Vom Café aus ging sie auf die Kirchentür zu. Sie war verschlossen. Es hatte aufgehört zu regnen. Die Läden waren leer. Vor einem Schaufenster mit Brautkleidern blieb sie stehn. Morgen zur gleichen Zeit werden die Eltern mit dem Zug eintreffen. Sie wird auf dem Bahnsteig stehn, um sie abzuholen. Wie immer werden sie aufgeregt sein. Sich erst beruhigen, wenn sie ihre Koffer geöffnet haben und sich danach zum Essen an den Tisch setzen. Nach dem Essen wird sie es erzählen. Sie werden schockiert sein, sprachlos. Ihre Mutter wird sagen, sie solle sich nicht über sie lustig machen. Aber sie wird ihrem Gesicht ansehn, daß es wahr ist, und sie nun Mitwisserin, auch wenn sie es nicht wahrhaben möchte. Und dann wird sie ihren Vater fragen. Wie war es damals auf der holländischen Insel Texel. Wieviel Menschen hast du getötet, Vater. Hast du sie von hinten erschossen oder ihnen dabei in die Augen gesehen oder mit dem Messer massakriert oder erwürgt oder an die Wand gestellt und erschossen?

Warum hatte sie das alles erst jetzt erfahren. Vor einem Monat war sie auf die Insel gefahren. Hatte ein paar Tage am Meer verbracht. Ahnungslos war sie in die Vergangenheit ihres Vaters getreten. Was war denn ihre Tat gegen die Greuel, die damals begangen wurden. Der organisierte Mord an sechs Millionen Juden, Homosexuellen, Zigeunern, Kommunisten, Sozialdemokraten, Gewerkschaftern. Männer, Frauen und Kinder wurden vergast, gefoltert, verstümmelt und brutal ermordet. Millionen von Kriegstoten in Rußland und überall in Europa. Und Millionen deutscher Soldaten getötet. Im Bombenhagel der Städte krepierten Frauen, Kinder und Greise. Seitdem sie begonnen hatte zu reisen, begriff sie von Jahr zu Jahr, mit jedem Land mehr, was es bedeutete, Deutsche zu sein. Aber wie ein Stich mit dem Messer ins eigene Fleisch war ihre Entdeckung, daß dort, wo ihr Vater im Krieg war, an dem Ort, von dem es zu Hause immer hieß, daß keine Kriegshandlungen stattgefunden hätten, daß dort kurz vor Kriegsende ein bestialisches, sinnloses Morden stattgefunden hatte. Ihr Vater mußte dran beteiligt gewesen sein.

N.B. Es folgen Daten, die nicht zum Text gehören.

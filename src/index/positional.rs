use std::collections::{BTreeMap, HashMap};
use tracing::warn;
use crate::analysis::analyzer::query_words;
use crate::analysis::filters::punctuation::is_word_char;
use crate::core::error::{Error, Result};
use crate::core::types::{Position, Token};
use crate::index::blob::IndexBlob;

/// Token → ascending positions, plus the token sequence the positions point into.
///
/// Every position of the document belongs to exactly one token's list and each
/// list is strictly increasing. Both hold by construction in [`PositionalIndex::build`]
/// and are checked in [`PositionalIndex::from_blob`].
#[derive(Debug, Clone, Default, PartialEq)]
pub struct PositionalIndex {
    postings: HashMap<Token, Vec<Position>>,
    document: Vec<Token>,
}

impl PositionalIndex {
    pub fn new() -> Self {
        PositionalIndex::default()
    }

    /// Single left-to-right pass. Positions are appended in increasing order,
    /// so no list ever needs sorting.
    pub fn build(tokens: Vec<Token>) -> Self {
        let mut postings: HashMap<Token, Vec<Position>> = HashMap::new();

        for (i, token) in tokens.iter().enumerate() {
            postings.entry(token.clone())
                .or_insert_with(Vec::new)
                .push(i as Position);
        }

        PositionalIndex {
            postings,
            document: tokens,
        }
    }

    /// Starting positions of every exact occurrence of `phrase`, in document order.
    ///
    /// Query words are lowercased and split on whitespace only; they are not
    /// stripped of punctuation.
    pub fn search_phrase(&self, phrase: &str) -> Vec<Position> {
        self.search_words(&query_words(phrase))
    }

    pub fn search_words(&self, words: &[Token]) -> Vec<Position> {
        let Some((first, rest)) = words.split_first() else {
            return Vec::new();
        };
        let Some(starts) = self.postings.get(first) else {
            return Vec::new();
        };

        let mut followers = Vec::with_capacity(rest.len());
        for word in rest {
            match self.postings.get(word) {
                Some(positions) => followers.push(positions),
                None => return Vec::new(),
            }
        }

        starts.iter()
            .copied()
            .filter(|&pos| {
                followers.iter().enumerate().all(|(i, positions)| {
                    pos.checked_add(i as Position + 1)
                        .is_some_and(|next| positions.binary_search(&next).is_ok())
                })
            })
            .collect()
    }

    pub fn positions(&self, token: &str) -> &[Position] {
        self.postings.get(token).map(Vec::as_slice).unwrap_or(&[])
    }

    pub fn document(&self) -> &[Token] {
        &self.document
    }

    pub fn len(&self) -> usize {
        self.document.len()
    }

    pub fn is_empty(&self) -> bool {
        self.document.is_empty()
    }

    /// Distinct tokens, in no particular order.
    pub fn vocabulary(&self) -> impl Iterator<Item = &Token> {
        self.postings.keys()
    }

    pub fn vocabulary_size(&self) -> usize {
        self.postings.len()
    }

    pub fn to_blob(&self) -> IndexBlob {
        let index: BTreeMap<Token, Vec<Position>> = self.postings
            .iter()
            .map(|(token, positions)| (token.clone(), positions.clone()))
            .collect();
        IndexBlob::new(index, self.document.clone())
    }

    /// Rebuilds an index from its persisted form.
    ///
    /// Absent fields fall back to what can be derived from the other one (or to
    /// an empty index). Position lists that are unsorted, duplicated, out of
    /// range, disagree with the document, or leave positions uncovered reject
    /// the whole blob.
    pub fn from_blob(blob: IndexBlob) -> Result<Self> {
        match (blob.index, blob.document) {
            (None, None) => {
                warn!("index blob has neither index nor document, using an empty index");
                Ok(PositionalIndex::new())
            }
            (None, Some(document)) => {
                warn!(tokens = document.len(), "index blob has no index, rebuilding from document");
                check_tokens(&document)?;
                Ok(PositionalIndex::build(document))
            }
            (Some(index), None) => {
                warn!(terms = index.len(), "index blob has no document, reconstructing from positions");
                let document = reconstruct_document(&index)?;
                Self::from_parts(index, document)
            }
            (Some(index), Some(document)) => Self::from_parts(index, document),
        }
    }

    fn from_parts(index: BTreeMap<Token, Vec<Position>>, document: Vec<Token>) -> Result<Self> {
        check_tokens(&document)?;
        let mut covered = 0usize;

        for (token, positions) in &index {
            if positions.is_empty() {
                return Err(Error::malformed_index(format!("token '{}' has no positions", token)));
            }
            if positions.windows(2).any(|w| w[0] >= w[1]) {
                return Err(Error::malformed_index(format!(
                    "positions for '{}' are not strictly increasing",
                    token
                )));
            }
            for &pos in positions {
                match document.get(pos as usize) {
                    Some(at) if at == token => {}
                    Some(at) => {
                        return Err(Error::malformed_index(format!(
                            "position {} is listed for '{}' but the document has '{}'",
                            pos, token, at
                        )));
                    }
                    None => {
                        return Err(Error::malformed_index(format!(
                            "position {} for '{}' is past the end of a {}-token document",
                            pos, token, document.len()
                        )));
                    }
                }
            }
            covered += positions.len();
        }

        if covered != document.len() {
            return Err(Error::malformed_index(format!(
                "index covers {} of {} document positions",
                covered,
                document.len()
            )));
        }

        Ok(PositionalIndex {
            postings: index.into_iter().collect(),
            document,
        })
    }
}

/// Stored tokens must look like normalized ones: non-empty, word characters only.
/// Snippets are built from them verbatim.
fn check_tokens(document: &[Token]) -> Result<()> {
    match document.iter().position(|t| t.is_empty() || !t.chars().all(is_word_char)) {
        Some(pos) => Err(Error::malformed_index(format!(
            "token {:?} at position {} is not a normalized word",
            document[pos], pos
        ))),
        None => Ok(()),
    }
}

fn reconstruct_document(index: &BTreeMap<Token, Vec<Position>>) -> Result<Vec<Token>> {
    let len: usize = index.values().map(Vec::len).sum();
    let mut slots: Vec<Option<&Token>> = vec![None; len];

    for (token, positions) in index {
        for &pos in positions {
            match slots.get_mut(pos as usize) {
                Some(slot @ None) => *slot = Some(token),
                Some(Some(_)) => {
                    return Err(Error::malformed_index(format!("position {} is claimed twice", pos)));
                }
                None => {
                    return Err(Error::malformed_index(format!(
                        "position {} for '{}' leaves a gap in the document",
                        pos, token
                    )));
                }
            }
        }
    }

    slots.into_iter()
        .map(|slot| slot.cloned().ok_or_else(|| Error::malformed_index("document has unassigned positions")))
        .collect()
}

#[cfg(test)]
mod tests {
    use super::*;
    use crate::core::error::ErrorKind;

    fn tokens(text: &str) -> Vec<Token> {
        text.split_whitespace().map(str::to_string).collect()
    }

    #[test]
    fn build_records_every_position() {
        let index = PositionalIndex::build(tokens("a b a c a"));
        assert_eq!(index.positions("a"), &[0, 2, 4]);
        assert_eq!(index.positions("b"), &[1]);
        assert_eq!(index.positions("missing"), &[] as &[Position]);
        assert_eq!(index.len(), 5);
        assert_eq!(index.vocabulary_size(), 3);
    }

    #[test]
    fn phrase_match_drops_candidates_at_document_end() {
        let index = PositionalIndex::build(tokens("a b a b a"));
        assert_eq!(index.search_phrase("a b"), vec![0, 2]);
    }

    #[test]
    fn phrase_query_is_case_insensitive() {
        let index = PositionalIndex::build(tokens("the quick brown fox"));
        assert_eq!(index.search_phrase("  QUICK   Brown "), vec![1]);
    }

    #[test]
    fn query_punctuation_is_not_stripped() {
        let index = PositionalIndex::build(tokens("the quick brown fox"));
        assert!(index.search_phrase("fox.").is_empty());
    }

    #[test]
    fn empty_or_unknown_phrases_find_nothing() {
        let index = PositionalIndex::build(tokens("a b c"));
        assert!(index.search_phrase("").is_empty());
        assert!(index.search_phrase("   ").is_empty());
        assert!(index.search_phrase("z a").is_empty());
        assert!(index.search_phrase("a z").is_empty());
        assert!(PositionalIndex::new().search_phrase("a").is_empty());
    }

    #[test]
    fn repeated_word_phrases() {
        let index = PositionalIndex::build(tokens("x x x y x x"));
        assert_eq!(index.search_phrase("x x"), vec![0, 1, 4]);
        assert_eq!(index.search_phrase("x x x"), vec![0]);
    }

    #[test]
    fn blob_round_trip_preserves_index() {
        let index = PositionalIndex::build(tokens("one two three two one"));
        let restored = PositionalIndex::from_blob(index.to_blob()).unwrap();
        assert_eq!(restored, index);
    }

    #[test]
    fn empty_blob_yields_empty_index() {
        let index = PositionalIndex::from_blob(IndexBlob::default()).unwrap();
        assert!(index.is_empty());
        assert!(index.search_phrase("anything").is_empty());
    }

    #[test]
    fn missing_index_is_rebuilt_from_document() {
        let blob = IndexBlob { index: None, document: Some(tokens("a b a")) };
        let index = PositionalIndex::from_blob(blob).unwrap();
        assert_eq!(index.positions("a"), &[0, 2]);
    }

    #[test]
    fn missing_document_is_reconstructed_from_positions() {
        let full = PositionalIndex::build(tokens("red green red blue"));
        let blob = IndexBlob { index: full.to_blob().index, document: None };
        let index = PositionalIndex::from_blob(blob).unwrap();
        assert_eq!(index.document(), full.document());
    }

    #[test]
    fn unsorted_positions_are_rejected() {
        let mut blob = PositionalIndex::build(tokens("a b a")).to_blob();
        blob.index.as_mut().unwrap().insert("a".into(), vec![2, 0]);
        let err = PositionalIndex::from_blob(blob).unwrap_err();
        assert_eq!(err.kind, ErrorKind::MalformedIndex);
    }

    #[test]
    fn positions_disagreeing_with_document_are_rejected() {
        let mut blob = PositionalIndex::build(tokens("a b a")).to_blob();
        blob.index.as_mut().unwrap().insert("b".into(), vec![2]);
        blob.index.as_mut().unwrap().insert("a".into(), vec![0, 1]);
        assert!(PositionalIndex::from_blob(blob).is_err());
    }

    #[test]
    fn out_of_range_and_uncovered_positions_are_rejected() {
        let mut blob = PositionalIndex::build(tokens("a b")).to_blob();
        blob.index.as_mut().unwrap().insert("b".into(), vec![7]);
        assert!(PositionalIndex::from_blob(blob).is_err());

        let mut blob = PositionalIndex::build(tokens("a b")).to_blob();
        blob.index.as_mut().unwrap().remove("b");
        assert!(PositionalIndex::from_blob(blob).is_err());
    }

    #[test]
    fn reconstruction_rejects_gaps() {
        let mut index = BTreeMap::new();
        index.insert("a".to_string(), vec![0, 3]);
        let blob = IndexBlob { index: Some(index), document: None };
        assert!(PositionalIndex::from_blob(blob).is_err());
    }

    #[test]
    fn tokens_with_markup_are_rejected() {
        let blob = PositionalIndex::build(tokens("safe <script>alert(1)</script>")).to_blob();
        let err = PositionalIndex::from_blob(blob).unwrap_err();
        assert_eq!(err.kind, ErrorKind::MalformedIndex);

        let blob = IndexBlob { index: None, document: Some(vec!["ok".into(), "".into()]) };
        assert_eq!(PositionalIndex::from_blob(blob).unwrap_err().kind, ErrorKind::MalformedIndex);

        let blob = PositionalIndex::build(tokens("naïve café_2024 東京")).to_blob();
        assert!(PositionalIndex::from_blob(blob).is_ok());
    }
}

Drei Monate später, sie war schon vier Monate alt, hatten ihre Eltern geheiratet. Sie wollten ihre Ehe im Frieden beginnen, sagten sie. Behielt sie deshalb den Mädchennamen der Mutter?

Sie wollte jetzt alles von ihnen wissen. Auch die Mutter fragen, was sie wußte und wenn sie es wußte, ob ihr weißes Brautkleid nicht blutrot gewesen war. Ob sie nicht immer das Blut an den Händen des Vaters gesehen hätte, wenn er sie umarmte.

Haben sie denn jemals Frieden gehabt?

Sie spürte ihren Puls und den leeren Magen. Er brannte vom Kaffee. Sie wünschte sich, eine ganz normale Frau zu sein, so wie alle andern, mit denen sie aufgewachsen war, die jetzt Familie und Kinder hatten. Warum mußte ausgerechnet ihr Leben diese Wende nehmen, unter der sie so gelitten hatte. Bis ins Grab wird es sie verfolgen.

Ich halt das nicht mehr aus, stieß sie hervor. Blickte die ganz in weiß gekleidete Schaufensterpuppe an.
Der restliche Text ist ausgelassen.